Dataset entries
:::

use crate::cli::DiscoveryArgs;
use crate::support::{
    discovery_or_exit, load_config_or_exit, load_routes_or_exit, plural, print_json_or_exit,
};
use serde_json::{Value, json};
use uatgen_core::{Generator, module_prefix};
use uatgen_render::module_file_name;

pub fn run(routes: String, config: Option<String>, discovery: DiscoveryArgs, json: bool) {
    let config = load_config_or_exit(config.as_deref());
    let routes = load_routes_or_exit(&routes);
    let discovery = discovery_or_exit(&discovery, &config);

    let generator = Generator::new(&config, discovery);
    let suites = generator.suites(&routes);

    if json {
        let modules: Vec<Value> = suites
            .iter()
            .map(|suite| {
                json!({
                    "index": suite.index,
                    "name": suite.name,
                    "prefix": module_prefix(&suite.name),
                    "document": module_file_name(suite, "md"),
                    "routes": suite.routes.iter().map(|r| r.path.as_str()).collect::<Vec<_>>(),
                    "test_cases": suite.summary.total,
                })
            })
            .collect();
        print_json_or_exit(&json!({
            "total_routes": routes.len(),
            "selected_routes": suites.iter().map(|s| s.route_count()).sum::<usize>(),
            "modules": modules,
        }));
        return;
    }

    println!("uatgen modules");
    println!();
    if suites.is_empty() {
        println!("  (no routes selected)");
        return;
    }
    for suite in &suites {
        println!(
            "  {} [{}] {}, {}",
            suite.name,
            module_prefix(&suite.name),
            plural(suite.route_count(), "route"),
            plural(suite.summary.total, "test case"),
        );
        for route in &suite.routes {
            println!("    - {} ({})", route.path, route.name);
        }
    }
}
//! One generation run: route table in, per-module suites out.

use crate::classify::select_routes;
use crate::config::UatConfig;
use crate::discovery::RuleDiscovery;
use crate::module::{Module, build_modules};
use crate::resolve::{PrerequisiteResolver, PrerequisiteSource};
use crate::route::Route;
use crate::rule::Prerequisite;
use crate::synth::{RouteTestBlock, TestSummary, build_route_blocks};
use serde::Serialize;

/// Route row of a module overview.
#[derive(Debug, Clone, PartialEq, Eq, Serialize)]
pub struct RouteOverview {
    pub uri: String,
    pub path: String,
    pub name: String,
    pub action: String,
    pub middleware: Vec<String>,
    pub prerequisites: Vec<Prerequisite>,
}

/// Everything a renderer needs for one module document.
#[derive(Debug, Clone, PartialEq, Eq, Serialize)]
pub struct ModuleSuite {
    /// 0-based position in first-seen module order.
    pub index: usize,
    pub name: String,
    pub routes: Vec<RouteOverview>,
    pub blocks: Vec<RouteTestBlock>,
    pub summary: TestSummary,
}

impl ModuleSuite {
    pub fn from_module(index: usize, module: &Module) -> Self {
        let blocks = build_route_blocks(module);
        let summary = TestSummary::of(blocks.iter().flat_map(|block| &block.tests));
        let routes = module
            .routes
            .iter()
            .map(|entry| RouteOverview {
                uri: entry.route.uri.clone(),
                path: entry.route.path(),
                name: entry.route.display_name().to_string(),
                action: entry.route.action_label().to_string(),
                middleware: entry.route.middleware_display(),
                prerequisites: entry.prerequisites.clone(),
            })
            .collect();
        Self {
            index,
            name: module.name.clone(),
            routes,
            blocks,
            summary,
        }
    }

    pub fn route_count(&self) -> usize {
        self.routes.len()
    }
}

pub struct Generator<'a> {
    config: &'a UatConfig,
    resolver: PrerequisiteResolver<'a>,
}

impl<'a> Generator<'a> {
    pub fn new(config: &'a UatConfig, discovery: Option<Box<dyn RuleDiscovery + 'a>>) -> Self {
        Self {
            config,
            resolver: PrerequisiteResolver::new(config, discovery),
        }
    }

    pub fn config(&self) -> &UatConfig {
        self.config
    }

    pub fn select<'r>(&self, routes: &'r [Route]) -> Vec<&'r Route> {
        select_routes(routes, &self.config.excluded_prefixes)
    }

    pub fn modules(&self, routes: &[Route]) -> Vec<Module> {
        let selected = self.select(routes);
        let modules = build_modules(&selected, &self.resolver);

        let discovered = modules
            .iter()
            .flat_map(|m| &m.routes)
            .filter(|r| r.source == PrerequisiteSource::Discovery)
            .count();
        tracing::info!(
            routes = routes.len(),
            selected = selected.len(),
            modules = modules.len(),
            discovered,
            discovery = self.resolver.has_discovery(),
            "classified route table"
        );
        modules
    }

    pub fn suites(&self, routes: &[Route]) -> Vec<ModuleSuite> {
        self.modules(routes)
            .iter()
            .enumerate()
            .map(|(index, module)| ModuleSuite::from_module(index, module))
            .collect()
    }
}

:::

**Exercise prompt**
All lines of the data above must be returned exactly.

**Task result**
use crate::cli::DiscoveryArgs;
use crate::support::{
    discovery_or_exit, load_config_or_exit, load_routes_or_exit, plural, print_json_or_exit,
};
use serde_json::{Value, json};
use uatgen_core::{Generator, module_prefix};
use uatgen_render::module_file_name;

pub fn run(routes: String, config: Option<String>, discovery: DiscoveryArgs, json: bool) {
    let config = load_config_or_exit(config.as_deref());
    let routes = load_routes_or_exit(&routes);
    let discovery = discovery_or_exit(&discovery, &config);

    let generator = Generator::new(&config, discovery);
    let suites = generator.suites(&routes);

    if json {
        let modules: Vec<Value> = suites
            .iter()
            .map(|suite| {
                json!({
                    "index": suite.index,
                    "name": suite.name,
                    "prefix": module_prefix(&suite.name),
                    "document": module_file_name(suite, "md"),
                    "routes": suite.routes.iter().map(|r| r.path.as_str()).collect::<Vec<_>>(),
                    "test_cases": suite.summary.total,
                })
            })
            .collect();
        print_json_or_exit(&json!({
            "total_routes": routes.len(),
            "selected_routes": suites.iter().map(|s| s.route_count()).sum::<usize>(),
            "modules": modules,
        }));
        return;
    }

    println!("uatgen modules");
    println!();
    if suites.is_empty() {
        println!("  (no routes selected)");
        return;
    }
    for suite in &suites {
        println!(
            "  {} [{}] {}, {}",
            suite.name,
            module_prefix(&suite.name),
            plural(suite.route_count(), "route"),
            plural(suite.summary.total, "test case"),
        );
        for route in &suite.routes {
            println!("    - {} ({})", route.path, route.name);
        }
    }
}
//! One generation run: route table in, per-module suites out.

use crate::classify::select_routes;
use crate::config::UatConfig;
use crate::discovery::RuleDiscovery;
use crate::module::{Module, build_modules};
use crate::resolve::{PrerequisiteResolver, PrerequisiteSource};
use crate::route::Route;
use crate::rule::Prerequisite;
use crate::synth::{RouteTestBlock, TestSummary, build_route_blocks};
use serde::Serialize;

/// Route row of a module overview.
#[derive(Debug, Clone, PartialEq, Eq, Serialize)]
pub struct RouteOverview {
    pub uri: String,
    pub path: String,
    pub name: String,
    pub action: String,
    pub middleware: Vec<String>,
    pub prerequisites: Vec<Prerequisite>,
}

/// Everything a renderer needs for one module document.
#[derive(Debug, Clone, PartialEq, Eq, Serialize)]
pub struct ModuleSuite {
    /// 0-based position in first-seen module order.
    pub index: usize,
    pub name: String,
    pub routes: Vec<RouteOverview>,
    pub blocks: Vec<RouteTestBlock>,
    pub summary: TestSummary,
}

impl ModuleSuite {
    pub fn from_module(index: usize, module: &Module) -> Self {
        let blocks = build_route_blocks(module);
        let summary = TestSummary::of(blocks.iter().flat_map(|block| &block.tests));
        let routes = module
            .routes
            .iter()
            .map(|entry| RouteOverview {
                uri: entry.route.uri.clone(),
                path: entry.route.path(),
                name: entry.route.display_name().to_string(),
                action: entry.route.action_label().to_string(),
                middleware: entry.route.middleware_display(),
                prerequisites: entry.prerequisites.clone(),
            })
            .collect();
        Self {
            index,
            name: module.name.clone(),
            routes,
            blocks,
            summary,
        }
    }

    pub fn route_count(&self) -> usize {
        self.routes.len()
    }
}

pub struct Generator<'a> {
    config: &'a UatConfig,
    resolver: PrerequisiteResolver<'a>,
}

impl<'a> Generator<'a> {
    pub fn new(config: &'a UatConfig, discovery: Option<Box<dyn RuleDiscovery + 'a>>) -> Self {
        Self {
            config,
            resolver: PrerequisiteResolver::new(config, discovery),
        }
    }

    pub fn config(&self) -> &UatConfig {
        self.config
    }

    pub fn select<'r>(&self, routes: &'r [Route]) -> Vec<&'r Route> {
        select_routes(routes, &self.config.excluded_prefixes)
    }

    pub fn modules(&self, routes: &[Route]) -> Vec<Module> {
        let selected = self.select(routes);
        let modules = build_modules(&selected, &self.resolver);

        let discovered = modules
            .iter()
            .flat_map(|m| &m.routes)
            .filter(|r| r.source == PrerequisiteSource::Discovery)
            .count();
        tracing::info!(
            routes = routes.len(),
            selected = selected.len(),
            modules = modules.len(),
            discovered,
            discovery = self.resolver.has_discovery(),
            "classified route table"
        );
        modules
    }

    pub fn suites(&self, routes: &[Route]) -> Vec<ModuleSuite> {
        self.modules(routes)
            .iter()
            .enumerate()
            .map(|(index, module)| ModuleSuite::from_module(index, module))
            .collect()
    }
}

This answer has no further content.